Sang

 

Fragment #1

 

La viande de l'homme a été disséquée, dépecée et éviscérée avec un tel acharnement,

le démembrement de son organisme psychosomatique est devenu si complexe, que la

chair elle-même n'y peut plus respirer qu'à côté.

 

Fragment #2

 

Seul le sang est simple.

 

(il y a une hémorragie interne dans la viande: la pensée)

 

Fragment #3

 

L'hémorragie jaillit toujours de la même cime dubitative de la colonne vertébrale, qui, selon

quelque flirt d'analogie métaphorique, éprouve la cohue conflictuelle des théories et des

pratiques qui sans relâche, saignent à blanc, en l'asphixiant, cette viande qui ne voulait rien

d'autre que respirer.

 

Fragment #4

 

Si complexe soit la perfusion par laquelle l'esprit prétend respirer de lui-même, l'hémorragie

la plus simple pèsera toujours globule après globule chacun des spasmes et des soubresauts

névralgiques de l'agonie de son souffle.

 

Fragment #5

 

Quelles que soient les intentions de celui qui saigne, l'hémorragie ne veut rien d'autre que

coaguler.

 

Fragment #6

 

La coagulation est le seuil de tolérance évident par lequel l'asphixie n'a pas d'autre fin que

de transfigurer la masse des saignées et des cautères, dans le volume d'une croûte, qui

ne prétend pas stopper l'hémorragie (poésie).

 

Fragment #7

 

Répondre au saignement par le sang _ endiguer (écrire).

 

Seul le sang peaufine le sang.

 

Fragment #8

 

Le rythme hémorragique enfoui dans l'organisme. Vivacité pourpre en deça de toute idée (feeling).

Le pouls métaphorique.

 

Fragment #9

 

L'analogie universelle du sang (métamorphose) distingue les niveaux de saignées, avec cette moëlle

extirpée du fossile vivant, avec cette pensée que le saignement inextinguible exile hors de tout refuge,

en jets et pertes coagulés, maintenus, en attendant de retourner aux ossements.

 

Fragment #10

 

L'échelle ou l'escalier (organisation), ne pouvant endiguer l'hémorragie. Cascades fluctuantes du sang

dans une mer de sang, jusqu'à la nuit.

 

Fragment #11

 

La nuit du sang est sa propre lumière. Sang jaillissant au jour, du sang de la nuit, et ne s'écoulant jamais

ailleurs que dans la nuit du sang. Séjour du sang.

 

Fragment #12

 

Pourpre apnée de la noirceur, noyée dans la blancheur.

 

Fragment #13

 

Flottaison des jours de la dérive du fragment d'ében, durci et poli jusqu'à l'écarlate, par la mer nocturne

du sang, dans l'albâtre surface.

 

Fragment #14

 

L'écriture ne peut désagréger la sève du fragment d'ében.

 

Fragment #15

 

Le rituel du sang a quelque chose à voir avec un culte sacrificiel, mais selon une transfusion de

néant. Or, le néant n'étant pas, il ne peut pas être ce qui n'a jamais été (être le non être). Il y a

une perfusion anéantie de l'esprit que ne laisse pas passer la vitalité du corps. La transfusion est

ce qui n'est déjà plus, ou ce qui n'est pas encore. Elle n'est déjà plus le corps, mais elle n'est pas

encore l'esprit. Elle est l'asphixie sanguine du corps, qui expirant, inspire son souffle exsangue

à la pensée.

 

Fragment #16

 

La sève déliée déverse sa métaphore en vertu de cette croûte qui se sédimente (sédiments

plaqués sur sédiments et ne formant qu'une seule croûte inorganique) au sein de l'humus.

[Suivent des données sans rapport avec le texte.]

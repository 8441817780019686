//! Receipt ingestion: turns a document-analysis result into a persisted
//! receipt aggregate.
//!
//! The flow per uploaded image: find-or-create the merchant for the tenant,
//! resolve every line-item name to its canonical id, persist the aggregate
//! in one transaction, then mark it processed. A failed analysis is still
//! persisted, as a `Failed` receipt carrying the raw text, so the upload is
//! visible to the tenant.

use chrono::Utc;
use rust_decimal::Decimal;
use sea_orm::DatabaseConnection;
use tracing::{info, warn};
use uuid::Uuid;

use recivo_core::analysis::DocumentAnalysisResult;
use recivo_shared::config::ReceiptConfig;
use recivo_shared::AppResult;

use crate::repositories::{
    CreateReceiptInput, CreateReceiptItemInput, ItemNameRepository, MerchantContact,
    MerchantRepository, ReceiptRepository, ReceiptWithItems, ResolveRequest,
};
use crate::entities::sea_orm_active_enums::ReceiptStatus;

const UNKNOWN_MERCHANT: &str = "Unknown";

/// Application service wiring merchants, item names, and receipts together.
#[derive(Debug, Clone)]
pub struct ReceiptIngestService {
    merchants: MerchantRepository,
    item_names: ItemNameRepository,
    receipts: ReceiptRepository,
    defaults: ReceiptConfig,
}

impl ReceiptIngestService {
    /// Creates a new ingestion service.
    #[must_use]
    pub fn new(db: DatabaseConnection, defaults: ReceiptConfig) -> Self {
        Self {
            merchants: MerchantRepository::new(db.clone()),
            item_names: ItemNameRepository::new(db.clone()),
            receipts: ReceiptRepository::new(db),
            defaults,
        }
    }

    /// Persists an analysis result as a receipt aggregate for the tenant.
    ///
    /// # Errors
    ///
    /// Returns an error if validation or any storage operation fails;
    /// storage failures propagate unchanged, with no retry.
    pub async fn ingest(
        &self,
        user_id: &str,
        analysis: DocumentAnalysisResult,
    ) -> AppResult<ReceiptWithItems> {
        if !analysis.is_success {
            return self.ingest_failed(user_id, &analysis).await;
        }

        let merchant = self
            .merchants
            .find_or_create(
                user_id,
                analysis.merchant_name.as_deref().unwrap_or(UNKNOWN_MERCHANT),
                MerchantContact {
                    address: analysis.merchant_address.clone(),
                    phone: analysis.merchant_phone.clone(),
                    ..MerchantContact::default()
                },
            )
            .await?;

        let requests: Vec<ResolveRequest> = analysis
            .items
            .iter()
            .map(|item| ResolveRequest {
                name: item.name.clone(),
                explicit_item_id: None,
                category_id: None,
            })
            .collect();
        let item_name_ids = self.item_names.resolve_batch(&requests).await?;

        let items: Vec<CreateReceiptItemInput> = analysis
            .items
            .iter()
            .zip(item_name_ids)
            .map(|(item, item_name_id)| CreateReceiptItemInput {
                name: item.name.clone(),
                description: item.description.clone(),
                quantity: item.quantity,
                quantity_unit: item.quantity_unit.clone(),
                unit_price: item.unit_price,
                total_price: item.total_price,
                category: item.category.clone(),
                sku: item.sku.clone(),
                item_name_id: Some(item_name_id),
            })
            .collect();

        let sub_total = analysis.sub_total.unwrap_or(Decimal::ZERO);
        let tax_amount = analysis.tax.unwrap_or(Decimal::ZERO);
        let created = self
            .receipts
            .create(CreateReceiptInput {
                user_id: user_id.to_string(),
                merchant_id: merchant.id,
                receipt_number: analysis
                    .receipt_number
                    .clone()
                    .unwrap_or_else(generated_receipt_number),
                receipt_date: analysis.transaction_date.unwrap_or_else(Utc::now),
                sub_total,
                tax_amount,
                total_amount: analysis.total.unwrap_or(sub_total + tax_amount),
                reward: analysis.reward,
                currency: analysis
                    .currency
                    .clone()
                    .unwrap_or_else(|| self.defaults.default_currency.clone()),
                image_path: None,
                raw_text: analysis.raw_text.clone(),
                items,
            })
            .await?;

        let receipt = self
            .receipts
            .update_status(user_id, created.receipt.id, ReceiptStatus::Processed)
            .await?;

        info!(
            receipt_id = %receipt.id,
            user_id,
            items = created.items.len(),
            "ingested receipt"
        );

        Ok(ReceiptWithItems { receipt, ..created })
    }

    async fn ingest_failed(
        &self,
        user_id: &str,
        analysis: &DocumentAnalysisResult,
    ) -> AppResult<ReceiptWithItems> {
        warn!(
            user_id,
            error = analysis.error_message.as_deref().unwrap_or("unknown"),
            "document analysis failed, persisting failed receipt"
        );

        let merchant = self
            .merchants
            .find_or_create(user_id, UNKNOWN_MERCHANT, MerchantContact::default())
            .await?;

        let created = self
            .receipts
            .create(CreateReceiptInput {
                user_id: user_id.to_string(),
                merchant_id: merchant.id,
                receipt_number: generated_receipt_number(),
                receipt_date: Utc::now(),
                sub_total: Decimal::ZERO,
                tax_amount: Decimal::ZERO,
                total_amount: Decimal::ZERO,
                reward: None,
                currency: self.defaults.default_currency.clone(),
                image_path: None,
                raw_text: analysis.raw_text.clone(),
                items: Vec::new(),
            })
            .await?;

        let receipt = self
            .receipts
            .update_status(user_id, created.receipt.id, ReceiptStatus::Failed)
            .await?;

        Ok(ReceiptWithItems { receipt, ..created })
    }
}

fn generated_receipt_number() -> String {
    format!("RCPT-{}", Uuid::now_v7().simple())
}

Et c'est en définitive le sacrifice du rituel en soi qui a lieu, et l'enterrement de tout cérémonial,

dans l'opacité du cadavre analogique. L'hémorragie étant vécue, et la coagulation ayant lieu.

 

Fragment #17

 

Densité de la croûte, dont l'analyse et la synthèse grattent le prurit. Le pus n'effrite pas la croûte.

Saignements sur saignements, agglomérant le sang, densifiant la croûte.